Task prompt -> Please give back, exactly as written, only the line containing "Domain result type" and every line after it until the data below ends.
====== Provided records ======
/// ICE (Interactive Connectivity Establishment) candidate gathering
/// RFC 5245
pub mod candidate;
pub mod connection;

pub use candidate::{CandidateType, IceCandidate, RTCP_COMPONENT, RTP_COMPONENT};
pub use connection::IceConnection;
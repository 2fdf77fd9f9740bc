//! Domain result type

use super::error::DomainError;

/// Standard result type for domain operations
pub type Result<T> = std::result::Result<T, DomainError>;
======
Exercise result ->
//! Domain result type

use super::error::DomainError;

/// Standard result type for domain operations
pub type Result<T> = std::result::Result<T, DomainError>;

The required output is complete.